I'm still waiting for payoff on my promised Ginsberg weirdness? Abe was mentioned before, but if Ginsberg isn't revealed to be literally Spider-Man it's not gonna be worth it.
posted by The Whelk at 8:46 PM on April 28, 2013 [2 favorites]




Man did I love watching Pete ream out Harry. I'd watch an entire show of that.

Also, aw, poor Ginsberg is a virgin.
posted by PhoBWanKenobi at 8:49 PM on April 28, 2013


the longer hair suits him (it's the big eyes) but that soup strainer has got to go.

Unless he's looking for the more Tom Of Finland types.

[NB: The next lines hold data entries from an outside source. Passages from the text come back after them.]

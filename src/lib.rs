//! Object tracking and line-crossing counting for traffic video.
//!
//! Per-frame detections are associated into persistent tracks by a greedy
//! nearest-centroid [`CentroidTracker`]; a [`LineCounter`] counts tracks
//! whose centers change side of an oriented line. The [`Pipeline`] ties a
//! [`Detector`], tracker, counter and [`Visualizer`] together and fixes the
//! per-frame processing order.
//!
//! ```
//! use roadwatch::{CentroidTracker, DetectionBuilder, Line, LineCounter, PostProcessor, Tracker};
//!
//! let mut tracker = CentroidTracker::default();
//! let mut counter = LineCounter::new(Line::from_coords(400, 100, 400, 600));
//!
//! for frame_idx in 0..40u64 {
//!     let cx = 100 + 10 * frame_idx as i32;
//!     let det = DetectionBuilder::new().xywh(cx, 300, 40, 20).build();
//!     let tracks = tracker.update(&[det]);
//!     counter.process(frame_idx, &tracks);
//! }
//! assert_eq!(counter.count(), 1);
//! ```

pub mod counting;
pub mod error;
pub mod integration;
pub mod metrics;
pub mod tracker;

/// Video frame as seen by every pipeline stage.
pub type Frame = image::RgbImage;

pub use counting::{Line, LineCounter, PostProcessor};
pub use error::{Error, Result};
pub use integration::{
    ConsoleDisplay, DetectionBuilder, Detector, DisplayEvent, DisplaySurface, FrameSink,
    FrameSource, MotionConfig, MotionDetector, Pipeline, PipelineConfig, SimpleVisualizer,
    StopReason, Visualizer, create_sink, open_source,
};
pub use metrics::Metrics;
pub use tracker::{CentroidTracker, Detection, Rect, Track, TrackId, Tracker, TrackerConfig};
mod arena;
mod centroid_tracker;
mod matching;
mod rect;
mod track;

pub use arena::TrackArena;
pub use centroid_tracker::{CentroidTracker, TrackerConfig};
pub use matching::{
    AssignmentResult, DEFAULT_LABEL, Detection, center_distance, greedy_assignment, point_distance,
};
pub use rect::Rect;
pub use track::{Track, TrackId};

/// Frame-to-frame association of detections into persistent tracks.
///
/// Implementations must never fail: an empty detection list is a normal
/// frame in which every track simply ages.
pub trait Tracker {
    /// Consume this frame's detections and return the live tracks.
    fn update(&mut self, detections: &[Detection]) -> Vec<Track>;

    /// Forget every track.
    fn reset(&mut self);

    /// Identities removed by the most recent `update`.
    fn removed(&self) -> &[TrackId] {
        &[]
    }
}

Hope springs eternal.
posted by The Whelk at 8:52 PM on April 28, 2013 [1 favorite]




I cannot get over how amazing it was to see Planet of the Apes put into its proper historical context.

Sci-Fi is about to play a huge role in reshaping the way people think. In April of 1968, we've also got ST:TOS in Season 2 (67-68); the Frank Gorshin episode "Let That Be Your Last Battlefield" is going to air in the third season (68-69) in January of 1969. This is the stuff that is going to rock and shape the brains of the now-Sally and Bobby Draper-aged geezers during the formative childhood years of the 1970s, and played a huge role in how they learned to think about and relate to people who are different from themselves. The adults during this time are reacting to the sweeping legislative reforms enacted in Congress as a result of LBJ's Great Society programs, to which we owe some of our most important pieces of civil rights legislation.
posted by Dr. Zira at 9:09 PM on April 28, 2013 [5 favorites]


FROM TUMBLR

"I absolutely loved this episode, and found it riveting, full of bleak and at times grimly comic set-pieces. The claustrophobia of the awards ceremony was the perfect setting for an intrusion of harsh social reality into a bastion of meaningless privilege, which played itself out again when the sound of blaring sirens intruded in Don and Megan’s apartment. This, too, was what I took from the subplot in Peggy’s apartment-hunting (it’s hard to hate Gabe’s well-intentioned desire to usher in what is nonetheless gentrification) and a brilliant, hilarious confrontation between Pete and Harry. Pete, for all his foibles — this episode found him bearing the burden of divorced Don circa season 4, one for which he was unprepared — has always been a more forward-thinking member of SCDP, and despite so many other hateable aspects of his persona, he was dead-on about Harry’s carelessness for what’s really at stake in the race riots of 1968. Okay, so many Harry’s not a racist with a capital “R”, but he’s a professional apologist by nature. We saw last week how Harry was eager to smooth over Dow’s atrocities with rah-rah rhetoric, and I like to think that that special is just one of the pre-emptings that are the subject of his complaints. This was a perfectly executed scene, in which two different kinds of smarm clash, but one at least has a vestigial social conscience.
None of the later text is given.